INSTRUCTIONS FOR THE TASK -
Tally up the lines below that include the word "models". Answer with the number alone.

Stored records
*** Block opens ***

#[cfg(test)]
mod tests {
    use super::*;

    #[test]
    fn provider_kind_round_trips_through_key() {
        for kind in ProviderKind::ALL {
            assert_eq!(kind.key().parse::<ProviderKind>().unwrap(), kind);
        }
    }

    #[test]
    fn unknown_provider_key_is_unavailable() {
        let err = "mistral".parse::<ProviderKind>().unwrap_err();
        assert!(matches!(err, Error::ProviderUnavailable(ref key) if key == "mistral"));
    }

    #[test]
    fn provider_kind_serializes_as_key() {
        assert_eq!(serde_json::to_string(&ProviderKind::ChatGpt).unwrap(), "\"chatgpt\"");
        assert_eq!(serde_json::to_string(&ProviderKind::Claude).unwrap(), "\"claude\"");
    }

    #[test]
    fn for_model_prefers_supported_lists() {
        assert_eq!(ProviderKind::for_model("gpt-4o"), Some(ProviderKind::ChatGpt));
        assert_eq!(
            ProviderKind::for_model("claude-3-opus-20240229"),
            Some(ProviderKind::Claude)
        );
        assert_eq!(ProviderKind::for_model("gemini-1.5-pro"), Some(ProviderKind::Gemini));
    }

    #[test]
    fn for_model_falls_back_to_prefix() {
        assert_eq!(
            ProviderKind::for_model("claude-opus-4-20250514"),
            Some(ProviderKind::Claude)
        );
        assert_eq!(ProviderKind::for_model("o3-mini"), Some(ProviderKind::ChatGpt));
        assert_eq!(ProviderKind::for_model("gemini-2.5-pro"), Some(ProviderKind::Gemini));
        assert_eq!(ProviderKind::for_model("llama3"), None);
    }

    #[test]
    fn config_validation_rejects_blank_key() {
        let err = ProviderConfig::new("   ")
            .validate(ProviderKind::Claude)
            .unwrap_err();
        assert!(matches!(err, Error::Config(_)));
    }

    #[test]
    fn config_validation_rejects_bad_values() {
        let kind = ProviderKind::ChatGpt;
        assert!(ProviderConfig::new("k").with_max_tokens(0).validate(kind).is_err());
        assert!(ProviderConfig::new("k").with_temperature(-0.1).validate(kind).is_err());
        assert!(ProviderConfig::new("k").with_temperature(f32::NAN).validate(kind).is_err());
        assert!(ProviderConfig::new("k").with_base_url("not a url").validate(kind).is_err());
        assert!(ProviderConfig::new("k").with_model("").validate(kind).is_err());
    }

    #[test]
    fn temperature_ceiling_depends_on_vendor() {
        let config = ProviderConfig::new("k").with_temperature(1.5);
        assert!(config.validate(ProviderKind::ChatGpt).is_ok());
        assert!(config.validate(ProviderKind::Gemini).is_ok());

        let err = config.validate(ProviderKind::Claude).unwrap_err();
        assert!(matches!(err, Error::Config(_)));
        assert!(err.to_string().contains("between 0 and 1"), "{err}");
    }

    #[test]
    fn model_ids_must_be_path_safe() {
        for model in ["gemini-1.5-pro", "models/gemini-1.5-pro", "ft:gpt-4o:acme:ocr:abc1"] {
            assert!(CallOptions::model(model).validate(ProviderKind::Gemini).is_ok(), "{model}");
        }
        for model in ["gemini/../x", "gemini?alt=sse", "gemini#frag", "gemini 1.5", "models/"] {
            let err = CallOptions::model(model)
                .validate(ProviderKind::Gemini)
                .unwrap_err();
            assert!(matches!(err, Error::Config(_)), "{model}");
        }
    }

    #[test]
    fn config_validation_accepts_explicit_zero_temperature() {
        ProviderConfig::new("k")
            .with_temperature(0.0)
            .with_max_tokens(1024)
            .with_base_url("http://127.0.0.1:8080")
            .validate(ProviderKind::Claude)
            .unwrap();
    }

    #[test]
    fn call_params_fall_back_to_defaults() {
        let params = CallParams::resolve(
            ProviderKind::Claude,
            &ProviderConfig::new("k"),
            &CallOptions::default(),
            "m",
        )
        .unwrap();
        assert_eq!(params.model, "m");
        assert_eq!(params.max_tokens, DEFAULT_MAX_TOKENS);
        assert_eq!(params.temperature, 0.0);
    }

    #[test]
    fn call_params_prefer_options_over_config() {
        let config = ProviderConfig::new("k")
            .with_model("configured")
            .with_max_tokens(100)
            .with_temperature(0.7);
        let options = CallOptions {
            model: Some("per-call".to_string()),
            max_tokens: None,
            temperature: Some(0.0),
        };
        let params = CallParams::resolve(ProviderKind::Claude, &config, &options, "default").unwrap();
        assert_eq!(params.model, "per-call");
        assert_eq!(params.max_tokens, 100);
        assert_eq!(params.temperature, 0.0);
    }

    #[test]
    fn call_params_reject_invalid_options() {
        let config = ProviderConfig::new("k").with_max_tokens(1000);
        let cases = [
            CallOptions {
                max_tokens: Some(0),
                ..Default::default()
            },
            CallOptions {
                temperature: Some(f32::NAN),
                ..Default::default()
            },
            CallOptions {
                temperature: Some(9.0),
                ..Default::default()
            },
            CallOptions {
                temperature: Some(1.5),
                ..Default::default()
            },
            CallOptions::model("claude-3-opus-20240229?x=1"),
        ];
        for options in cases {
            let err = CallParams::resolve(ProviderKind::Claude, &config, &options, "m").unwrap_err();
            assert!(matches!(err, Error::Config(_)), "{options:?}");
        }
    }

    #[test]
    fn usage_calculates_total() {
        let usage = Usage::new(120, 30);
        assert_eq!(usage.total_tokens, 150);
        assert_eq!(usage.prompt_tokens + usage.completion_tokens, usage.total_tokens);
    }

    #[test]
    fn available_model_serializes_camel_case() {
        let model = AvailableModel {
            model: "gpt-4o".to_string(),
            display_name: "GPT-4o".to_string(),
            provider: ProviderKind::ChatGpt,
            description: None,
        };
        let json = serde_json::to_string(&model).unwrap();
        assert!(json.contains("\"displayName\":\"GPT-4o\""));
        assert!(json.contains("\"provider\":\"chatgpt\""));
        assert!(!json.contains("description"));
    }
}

*** Block closes ***

WRITTEN SOLUTION -
2